# Information provided
○ ○ ○ ○
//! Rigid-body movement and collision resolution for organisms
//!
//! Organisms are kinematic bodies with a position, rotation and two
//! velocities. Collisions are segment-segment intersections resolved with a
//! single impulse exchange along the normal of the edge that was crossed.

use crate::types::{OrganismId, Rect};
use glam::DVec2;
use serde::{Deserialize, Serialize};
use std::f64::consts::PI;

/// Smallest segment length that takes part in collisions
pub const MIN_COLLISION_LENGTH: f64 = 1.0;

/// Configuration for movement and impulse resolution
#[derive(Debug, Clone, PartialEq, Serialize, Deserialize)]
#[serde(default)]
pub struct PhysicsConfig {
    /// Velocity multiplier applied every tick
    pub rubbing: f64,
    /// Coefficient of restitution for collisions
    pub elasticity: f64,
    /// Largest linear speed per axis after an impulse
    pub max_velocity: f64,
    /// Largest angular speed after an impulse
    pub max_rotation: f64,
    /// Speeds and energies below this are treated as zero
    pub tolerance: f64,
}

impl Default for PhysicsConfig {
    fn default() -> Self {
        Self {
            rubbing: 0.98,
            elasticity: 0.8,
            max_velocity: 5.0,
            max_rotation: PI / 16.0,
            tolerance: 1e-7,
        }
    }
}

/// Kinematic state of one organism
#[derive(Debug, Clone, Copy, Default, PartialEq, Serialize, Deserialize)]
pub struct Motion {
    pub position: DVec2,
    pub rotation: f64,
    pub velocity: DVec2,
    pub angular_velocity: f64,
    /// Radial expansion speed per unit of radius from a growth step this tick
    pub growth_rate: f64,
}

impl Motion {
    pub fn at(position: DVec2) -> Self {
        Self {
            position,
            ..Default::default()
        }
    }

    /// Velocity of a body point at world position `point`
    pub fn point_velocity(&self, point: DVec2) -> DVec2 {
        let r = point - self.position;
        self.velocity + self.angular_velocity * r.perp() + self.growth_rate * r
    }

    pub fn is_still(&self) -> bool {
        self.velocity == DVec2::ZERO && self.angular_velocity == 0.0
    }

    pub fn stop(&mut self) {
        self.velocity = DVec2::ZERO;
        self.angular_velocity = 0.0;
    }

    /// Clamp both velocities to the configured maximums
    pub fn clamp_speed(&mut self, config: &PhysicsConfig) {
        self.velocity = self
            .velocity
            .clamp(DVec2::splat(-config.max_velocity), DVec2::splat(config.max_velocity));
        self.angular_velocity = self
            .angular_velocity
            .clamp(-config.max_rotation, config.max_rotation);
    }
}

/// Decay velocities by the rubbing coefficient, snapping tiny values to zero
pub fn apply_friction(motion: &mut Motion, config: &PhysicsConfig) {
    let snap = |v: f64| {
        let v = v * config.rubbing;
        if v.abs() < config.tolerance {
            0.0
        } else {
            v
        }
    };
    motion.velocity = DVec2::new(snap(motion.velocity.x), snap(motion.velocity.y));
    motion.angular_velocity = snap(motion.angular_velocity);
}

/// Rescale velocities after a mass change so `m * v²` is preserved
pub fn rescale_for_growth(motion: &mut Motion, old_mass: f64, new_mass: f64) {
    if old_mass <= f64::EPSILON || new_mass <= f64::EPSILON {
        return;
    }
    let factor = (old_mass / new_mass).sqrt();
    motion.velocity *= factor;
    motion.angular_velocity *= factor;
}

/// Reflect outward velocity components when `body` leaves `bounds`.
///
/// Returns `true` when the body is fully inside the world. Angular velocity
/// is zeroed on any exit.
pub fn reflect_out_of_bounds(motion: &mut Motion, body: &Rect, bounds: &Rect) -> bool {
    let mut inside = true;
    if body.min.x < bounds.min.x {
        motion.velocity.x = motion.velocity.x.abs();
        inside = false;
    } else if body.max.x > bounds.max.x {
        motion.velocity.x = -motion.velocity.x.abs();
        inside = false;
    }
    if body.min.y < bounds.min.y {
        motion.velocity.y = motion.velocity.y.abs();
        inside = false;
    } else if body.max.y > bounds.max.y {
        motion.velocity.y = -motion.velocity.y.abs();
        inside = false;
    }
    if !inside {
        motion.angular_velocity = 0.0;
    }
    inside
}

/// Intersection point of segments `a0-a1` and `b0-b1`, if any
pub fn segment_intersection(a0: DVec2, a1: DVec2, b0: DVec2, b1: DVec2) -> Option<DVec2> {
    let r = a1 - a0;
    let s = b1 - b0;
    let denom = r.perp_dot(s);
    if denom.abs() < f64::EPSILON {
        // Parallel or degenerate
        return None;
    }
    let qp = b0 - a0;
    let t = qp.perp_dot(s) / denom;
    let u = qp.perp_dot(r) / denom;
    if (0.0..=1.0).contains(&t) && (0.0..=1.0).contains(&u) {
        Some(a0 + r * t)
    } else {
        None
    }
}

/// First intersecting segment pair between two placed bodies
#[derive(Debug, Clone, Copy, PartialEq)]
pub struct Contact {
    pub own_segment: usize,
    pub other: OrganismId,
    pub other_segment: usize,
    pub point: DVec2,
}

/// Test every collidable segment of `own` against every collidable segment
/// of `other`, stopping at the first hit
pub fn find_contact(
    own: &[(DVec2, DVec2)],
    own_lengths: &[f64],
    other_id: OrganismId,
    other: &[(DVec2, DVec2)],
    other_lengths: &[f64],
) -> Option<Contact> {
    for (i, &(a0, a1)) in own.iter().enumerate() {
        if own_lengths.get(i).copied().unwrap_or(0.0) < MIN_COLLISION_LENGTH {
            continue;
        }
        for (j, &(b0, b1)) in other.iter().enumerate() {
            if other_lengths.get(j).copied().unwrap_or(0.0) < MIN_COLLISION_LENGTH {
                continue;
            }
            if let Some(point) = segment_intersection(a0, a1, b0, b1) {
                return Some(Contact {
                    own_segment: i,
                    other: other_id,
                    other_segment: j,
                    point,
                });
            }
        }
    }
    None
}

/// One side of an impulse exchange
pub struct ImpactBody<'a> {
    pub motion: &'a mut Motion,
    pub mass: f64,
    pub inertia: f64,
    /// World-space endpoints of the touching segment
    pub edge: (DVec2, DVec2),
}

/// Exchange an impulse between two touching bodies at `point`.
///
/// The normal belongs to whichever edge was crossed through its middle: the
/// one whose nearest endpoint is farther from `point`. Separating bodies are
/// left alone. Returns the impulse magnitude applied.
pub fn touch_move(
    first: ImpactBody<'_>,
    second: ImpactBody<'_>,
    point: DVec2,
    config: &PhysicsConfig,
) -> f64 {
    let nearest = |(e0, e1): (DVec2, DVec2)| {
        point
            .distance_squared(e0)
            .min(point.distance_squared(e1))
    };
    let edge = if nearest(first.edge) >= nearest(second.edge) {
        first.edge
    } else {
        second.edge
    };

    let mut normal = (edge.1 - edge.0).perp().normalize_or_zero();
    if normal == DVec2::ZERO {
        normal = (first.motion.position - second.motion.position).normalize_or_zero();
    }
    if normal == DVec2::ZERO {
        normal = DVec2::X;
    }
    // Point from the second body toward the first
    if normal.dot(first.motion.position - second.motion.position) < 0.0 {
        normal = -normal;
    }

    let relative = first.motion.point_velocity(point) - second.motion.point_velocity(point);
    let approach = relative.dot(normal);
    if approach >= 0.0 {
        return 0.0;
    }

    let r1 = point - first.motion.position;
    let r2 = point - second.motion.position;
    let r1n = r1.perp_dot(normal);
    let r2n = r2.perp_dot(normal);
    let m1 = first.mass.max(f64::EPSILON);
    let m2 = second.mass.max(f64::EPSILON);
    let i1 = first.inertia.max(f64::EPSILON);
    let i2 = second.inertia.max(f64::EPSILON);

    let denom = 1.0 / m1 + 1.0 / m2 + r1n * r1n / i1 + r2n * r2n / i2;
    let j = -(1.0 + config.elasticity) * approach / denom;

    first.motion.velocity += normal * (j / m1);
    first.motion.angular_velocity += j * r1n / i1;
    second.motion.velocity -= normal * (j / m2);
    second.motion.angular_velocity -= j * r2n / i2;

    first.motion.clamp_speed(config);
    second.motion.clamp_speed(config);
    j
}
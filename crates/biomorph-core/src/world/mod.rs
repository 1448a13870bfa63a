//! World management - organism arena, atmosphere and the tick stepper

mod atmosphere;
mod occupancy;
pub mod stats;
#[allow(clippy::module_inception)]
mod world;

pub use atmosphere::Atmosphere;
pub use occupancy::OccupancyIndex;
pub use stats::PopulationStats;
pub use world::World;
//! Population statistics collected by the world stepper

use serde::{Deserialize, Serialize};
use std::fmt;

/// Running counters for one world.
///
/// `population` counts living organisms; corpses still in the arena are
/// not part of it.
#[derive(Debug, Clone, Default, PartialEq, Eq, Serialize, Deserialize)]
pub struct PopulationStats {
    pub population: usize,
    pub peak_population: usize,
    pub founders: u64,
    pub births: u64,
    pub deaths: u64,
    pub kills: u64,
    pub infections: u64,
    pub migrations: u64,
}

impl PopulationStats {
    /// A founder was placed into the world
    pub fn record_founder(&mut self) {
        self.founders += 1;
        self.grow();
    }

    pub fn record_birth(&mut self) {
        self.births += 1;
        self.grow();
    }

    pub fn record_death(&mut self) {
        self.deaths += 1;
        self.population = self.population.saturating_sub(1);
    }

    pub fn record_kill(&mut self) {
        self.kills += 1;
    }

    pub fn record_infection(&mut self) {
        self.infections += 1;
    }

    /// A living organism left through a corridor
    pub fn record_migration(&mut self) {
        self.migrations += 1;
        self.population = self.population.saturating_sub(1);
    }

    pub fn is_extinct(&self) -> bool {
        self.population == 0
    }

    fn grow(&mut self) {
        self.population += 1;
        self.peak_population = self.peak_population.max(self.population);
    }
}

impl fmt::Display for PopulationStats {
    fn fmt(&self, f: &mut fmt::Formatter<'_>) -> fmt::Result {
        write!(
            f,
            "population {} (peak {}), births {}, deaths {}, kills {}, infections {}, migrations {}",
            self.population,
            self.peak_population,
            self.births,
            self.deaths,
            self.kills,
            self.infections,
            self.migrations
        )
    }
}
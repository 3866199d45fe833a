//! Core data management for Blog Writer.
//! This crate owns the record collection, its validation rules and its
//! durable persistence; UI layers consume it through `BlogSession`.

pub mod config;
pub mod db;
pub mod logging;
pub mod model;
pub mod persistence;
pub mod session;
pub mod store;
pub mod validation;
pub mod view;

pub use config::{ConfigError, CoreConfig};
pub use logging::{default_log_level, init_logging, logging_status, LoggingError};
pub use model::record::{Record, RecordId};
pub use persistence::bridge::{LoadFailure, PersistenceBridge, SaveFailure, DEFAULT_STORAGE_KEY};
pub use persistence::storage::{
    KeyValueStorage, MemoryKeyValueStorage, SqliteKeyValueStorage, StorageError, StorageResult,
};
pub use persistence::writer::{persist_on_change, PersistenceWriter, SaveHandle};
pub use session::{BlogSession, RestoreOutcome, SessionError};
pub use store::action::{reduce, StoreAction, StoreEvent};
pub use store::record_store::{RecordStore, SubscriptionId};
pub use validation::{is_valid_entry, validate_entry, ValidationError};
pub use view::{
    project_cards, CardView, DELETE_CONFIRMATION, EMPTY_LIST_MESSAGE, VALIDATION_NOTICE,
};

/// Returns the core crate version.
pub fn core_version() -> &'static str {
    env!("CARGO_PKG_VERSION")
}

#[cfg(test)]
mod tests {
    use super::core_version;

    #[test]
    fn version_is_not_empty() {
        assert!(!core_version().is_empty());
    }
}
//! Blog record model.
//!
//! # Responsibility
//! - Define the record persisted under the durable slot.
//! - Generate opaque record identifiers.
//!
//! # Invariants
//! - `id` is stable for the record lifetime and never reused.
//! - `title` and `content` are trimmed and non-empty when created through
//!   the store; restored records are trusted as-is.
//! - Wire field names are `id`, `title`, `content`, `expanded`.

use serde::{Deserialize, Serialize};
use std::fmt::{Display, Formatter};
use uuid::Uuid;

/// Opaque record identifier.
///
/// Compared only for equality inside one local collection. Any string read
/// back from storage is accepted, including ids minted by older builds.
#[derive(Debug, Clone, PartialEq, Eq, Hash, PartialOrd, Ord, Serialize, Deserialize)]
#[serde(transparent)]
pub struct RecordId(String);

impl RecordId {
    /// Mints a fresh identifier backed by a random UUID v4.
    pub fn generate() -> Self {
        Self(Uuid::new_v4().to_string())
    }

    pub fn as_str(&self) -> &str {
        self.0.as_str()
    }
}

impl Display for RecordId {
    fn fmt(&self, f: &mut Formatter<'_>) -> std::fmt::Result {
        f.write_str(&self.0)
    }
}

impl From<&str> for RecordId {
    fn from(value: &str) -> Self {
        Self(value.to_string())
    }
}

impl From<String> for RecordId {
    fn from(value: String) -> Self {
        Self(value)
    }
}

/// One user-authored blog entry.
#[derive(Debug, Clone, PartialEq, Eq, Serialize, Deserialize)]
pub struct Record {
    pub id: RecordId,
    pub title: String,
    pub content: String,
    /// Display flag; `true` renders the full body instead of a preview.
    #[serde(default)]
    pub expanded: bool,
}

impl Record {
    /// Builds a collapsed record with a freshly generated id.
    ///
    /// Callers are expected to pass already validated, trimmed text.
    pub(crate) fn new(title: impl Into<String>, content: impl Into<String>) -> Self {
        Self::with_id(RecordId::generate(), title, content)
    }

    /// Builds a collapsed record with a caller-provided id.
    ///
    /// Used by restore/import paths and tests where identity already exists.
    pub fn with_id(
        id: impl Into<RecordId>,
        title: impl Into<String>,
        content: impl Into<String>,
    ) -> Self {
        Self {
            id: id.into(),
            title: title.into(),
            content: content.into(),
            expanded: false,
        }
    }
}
○ ○ ○ ○
# Exercise description
Taking the records above as input, show every line in which the word "that" is present.

# Your response
//! single impulse exchange along the normal of the edge that was crossed.
/// Smallest segment length that takes part in collisions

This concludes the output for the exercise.